- Owner: Championship Sports Group
- General manager: Tim Brown
- Head coach: Billy Back
- Home stadium: Allen Event Center

Results
- Record: 5–9
- Division place: United Conference

= 2013 Texas Revolution season =

Indoor Football League team season

The 2013 Texas Revolution season was the team's fourteenth season as a football franchise, fourth in the Indoor Football League (IFL), and first as the "Texas Revolution". One of just nine teams competing in the IFL for the 2013 season, the Texas Revolution were realigned to the United Conference. The team played their home games at the Allen Event Center in Allen, Texas. Head coach Billy Back led the team to a 5–9 record and they failed to qualify for post-season play.

==Off-field moves==
A new ownership group, led by team president and chief executive officer Tommy Benizio, took control of the Dallas-area franchise after the 2012 season but the previous ownership retained the rights to the "Allen Wranglers" name and logo. The new owners held a "Name Your Team" contest and awarded $5,000 to Todd Carlson of Plano, Texas, for his winning entry. The Championship Sports Group includes Benizio, NFL legend Tim Brown, and Texas politician Ken Paxton.

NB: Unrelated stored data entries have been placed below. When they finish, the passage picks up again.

use crate::config::Rules;
use crate::trigger::Trigger;

/// What the commenter is allowed to do on this pull request.
///
/// Role facts gate actions; they never choose one.
#[derive(Debug, Clone, Copy, PartialEq, Eq)]
pub struct RoleFacts {
    pub commenter_is_reviewer: bool,
    pub commenter_is_author: bool,
}

impl RoleFacts {
    /// Author equality is an exact, case-sensitive login comparison, like
    /// [`Rules::is_reviewer`].
    pub fn derive(trigger: &Trigger, rules: &Rules) -> Self {
        Self {
            commenter_is_reviewer: rules.is_reviewer(&trigger.commenter),
            commenter_is_author: trigger.commenter == trigger.author,
        }
    }

    pub fn may_assign_author(&self) -> bool {
        self.commenter_is_reviewer
    }

    pub fn may_request_review(&self) -> bool {
        self.commenter_is_reviewer || self.commenter_is_author
    }
}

On November 8, 2012, the team announced the hiring of Billy Back as head coach for the 2012-13 season. Back spent the previous three seasons leading the Cincinnati Commandos to three consecutive league championships. Before coaching, Back played six seasons in the NIFL, af2, and IFL. On the same day, the Revolution hired Brian Wells as defensive coordinator. Wells had served as an assistant coach under Back in Cincinnati. On December 18, 2012, the rest of the coaching staff was announced. IFL veteran Brandon Blackmon was named defensive backs coach, local Bryan Raymond was named offensive line coach, and NFL veteran Taurean Henderson signed on as the running backs coach.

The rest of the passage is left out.